Comment 63 Michał Górny archtester Gentoo Infrastructure gentoo-dev Security 2012-05-13 07:15:18 UTC
(In reply to comment #62)
> So, at the moment it seems, it is impossible to inherit EAPI from an eclass.
> Any idea fix for that?

It is disallowed and we are going to build a guillotine for doing that.
Comment 64 Zac Medico gentoo-dev 2012-05-13 07:19:01 UTC
(In reply to comment #62)
> So, at the moment it seems, it is impossible to inherit EAPI from an eclass.
> Any idea fix for that?

You'll have to set it at the top of the ebuild, without exception. If the eclass requires a particular EAPI, then inside the eclass, you can check if the ebuild has set an appropriate EAPI and die if it has not.
Comment 65 keenblade 2012-05-13 08:57:00 UTC
In mpd overlay, all the plugins inherit EAPI from gmpc-plugin.eclass, not within the ebuild itself.
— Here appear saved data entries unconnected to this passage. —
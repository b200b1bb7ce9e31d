//! # Port Server
//!
//! The port server is a forked copy of the emulator that keeps IOPL 3 and
//! gives up every other privilege. It answers [`PortRequest`]s from the main
//! process through its own copy of the port map, so every request reaches
//! the handler the main process would have used:
//!
//! ```text
//!     main process                         port server
//!  ──────────────────                   ──────────────────
//!   std_inb(0x61) ── ByteIn 0x61 ──────▶  handler(0x61).read_byte
//!                 ◀───── response ─────
//!
//!   combined_cycle ─ ChainedAddress ──▶  handler(0xcf8).write_dword
//!                  ─ DwordIn 0xcfc ───▶  handler(0xcfc).read_dword
//!                  ◀───── response ─────
//! ```

use crate::access::Access;
use crate::error::Fatal;
use crate::privilege::Iopl;
use crate::subsystem::PortSubsystem;
use crate::transport::{HelperLink, RecordChannel, Transport, low_u8, low_u16, low_u32, word};
use emu_portserver_abi::{Operation, PortRequest};
use log::{debug, error, info, warn};
use std::io;

impl PortSubsystem {
    /// Forks the port server and attaches the main process to it.
    pub(crate) fn spawn_helper(&mut self) -> Result<(), Fatal> {
        info!("PORT: starting port server");
        let (request_rx, request_tx) = io::pipe().map_err(|e| spawn_error(&e))?;
        let (response_rx, response_tx) = io::pipe().map_err(|e| spawn_error(&e))?;

        match unsafe { libc::fork() } {
            -1 => Err(spawn_error(&io::Error::last_os_error())),
            0 => {
                drop(request_tx);
                drop(response_rx);
                let code = self.run_forked_server(RecordChannel::new(request_rx, response_tx));
                unsafe { libc::_exit(code) }
            }
            pid => {
                drop(request_rx);
                drop(response_tx);
                let channel = RecordChannel::new(response_rx, request_tx);
                self.gate.attach_helper(HelperLink::forked(pid, Box::new(channel)));
                debug!("PORT: port server running as {pid}");
                Ok(())
            }
        }
    }

    fn run_forked_server(&mut self, mut channel: impl Transport) -> i32 {
        unsafe {
            libc::setsid();
        }
        restore_default_signals();
        if let Err(e) = self.enter_server_mode() {
            error!("PORT: port server cannot drop privileges: {e}");
            return 1;
        }
        match self.serve(&mut channel) {
            Ok(()) => 0,
            Err(fatal) => {
                error!("{fatal}");
                fatal.exit_code()
            }
        }
    }

    /// Raises the I/O privilege level to 3, then permanently drops every
    /// other elevated privilege.
    ///
    /// Ioperm grants of the parent do not survive the fork and are
    /// forgotten first, so without IOPL 3 the server never touches a port
    /// directly.
    ///
    /// # Errors
    /// The OS error if the privileges could not be dropped. A refused IOPL
    /// is only logged.
    pub fn enter_server_mode(&mut self) -> io::Result<()> {
        self.gate.forget_ioperm();
        if let Err(e) = self.gate.acquire_iopl(Iopl::Level3) {
            warn!("PORT: port server runs without IOPL 3: {e}");
        }
        self.gate.drop_privileges()
    }

    /// Answers requests until the terminate record arrives or the main
    /// process closes its end.
    ///
    /// # Errors
    /// A [`Fatal`] condition raised by a handler.
    pub fn serve(&mut self, channel: &mut dyn Transport) -> Result<(), Fatal> {
        info!("PORT: server started at {:?}", self.gate.iopl());
        loop {
            let Ok(mut request) = channel.recv() else {
                debug!("PORT: request channel closed");
                return Ok(());
            };
            if request.operation() == Operation::ChainedAddress {
                let Ok(data) = channel.recv() else {
                    debug!("PORT: request channel closed after address phase");
                    return Ok(());
                };
                self.perform(PortRequest::new(request.port, Operation::DwordOut, request.value))?;
                request = data;
            }
            if request.operation() == Operation::Exit {
                debug!("PORT: server exiting");
                return Ok(());
            }

            request.value = self.perform(request)?;
            if let Err(e) = channel.send(&request) {
                debug!("PORT: response channel closed: {e}");
                return Ok(());
            }
        }
    }

    /// One request against the local handlers. A wide access is performed
    /// natively if every port of the span reaches the same byte handler and
    /// the first port's handler declares the width; otherwise it is split
    /// into byte accesses.
    fn perform(&mut self, request: PortRequest) -> Result<usize, Fatal> {
        let port = request.port;
        let value = request.value;
        let op = request.operation();
        let caps = self.registry.capabilities(self.map.get(port));
        let (native, span): (bool, u16) = match op {
            Operation::WordIn => (caps.read_word(), 2),
            Operation::WordOut => (caps.write_word(), 2),
            Operation::DwordIn => (caps.read_dword(), 4),
            Operation::DwordOut => (caps.write_dword(), 4),
            _ => (true, 1),
        };
        let access = if op.is_read() { Access::Read } else { Access::Write };
        let shared = self.map.same_handler(port, span, access);
        if !shared {
            info!("PORT: splitting {op:?}({port:#x})");
        }

        match op {
            Operation::ByteIn => return self.byte_in(port).map(usize::from),
            Operation::ByteOut => return self.byte_out(port, low_u8(value)).map(|()| value),
            Operation::ChainedAddress | Operation::Exit => return Ok(value),
            _ => {}
        }

        if native && shared {
            let handler = &mut self.registry.get_mut(self.map.get(port)).handler;
            let gate = &mut self.gate;
            return match op {
                Operation::WordIn => handler.read_word(gate, port).map(usize::from),
                Operation::WordOut => handler.write_word(gate, port, low_u16(value)).map(|()| value),
                Operation::DwordIn => handler.read_dword(gate, port).map(word),
                Operation::DwordOut => handler.write_dword(gate, port, low_u32(value)).map(|()| value),
                _ => Ok(value),
            };
        }

        if op.is_read() {
            let mut bytes = [0u8; 4];
            for (offset, byte) in (0u16..span).zip(bytes.iter_mut()) {
                *byte = self.byte_in(port.wrapping_add(offset))?;
            }
            return Ok(word(u32::from_le_bytes(bytes)));
        }
        for (offset, byte) in (0u16..span).zip(low_u32(value).to_le_bytes()) {
            self.byte_out(port.wrapping_add(offset), byte)?;
        }
        Ok(value)
    }
}

fn spawn_error(err: &io::Error) -> Fatal {
    Fatal::HelperSpawn {
        reason: err.to_string(),
    }
}

/// The port server must not run the emulator's signal handlers.
fn restore_default_signals() {
    const SIGNALS: [libc::c_int; 4] = [libc::SIGINT, libc::SIGPIPE, libc::SIGHUP, libc::SIGTERM];
    unsafe {
        let mut set: libc::sigset_t = core::mem::zeroed();
        libc::sigemptyset(&raw mut set);
        for signal in SIGNALS {
            libc::signal(signal, libc::SIG_DFL);
            libc::sigaddset(&raw mut set, signal);
        }
        libc::sigprocmask(libc::SIG_UNBLOCK, &raw const set, core::ptr::null_mut());
    }
}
In gmpc-plugin.eclass first line is:
EAPI=2.
So, what I understand here is; I should add the EAPI directly to the ebuilds and remove it from the gmpc-plugin.eclass not to define EAPI twice. 
Is there anything else to do? If not, I'll edit the ebuilds in overlay.
Comment 66 Ulrich Müller gentoo-dev 2012-05-13 09:03:52 UTC
(In reply to comment #65)
> In mpd overlay, all the plugins inherit EAPI from gmpc-plugin.eclass, not
> within the ebuild itself. In gmpc-plugin.eclass first line is:
> EAPI=2.

Such usage was never allowed, see:
<http://devmanual.gentoo.org/ebuild-writing/eapi/#usage-of-eapis>

(Basically, the behaviour of the "inherit" command in future EAPIs cannot be taken for granted. So the EAPI must be defined before.)

> So, what I understand here is; I should add the EAPI directly to the ebuilds
> and remove it from the gmpc-plugin.eclass not to define EAPI twice.

Exactly.
Comment 67 keenblade 2012-05-13 11:14:06 UTC
Thanks guys. I updated the mpd overlay.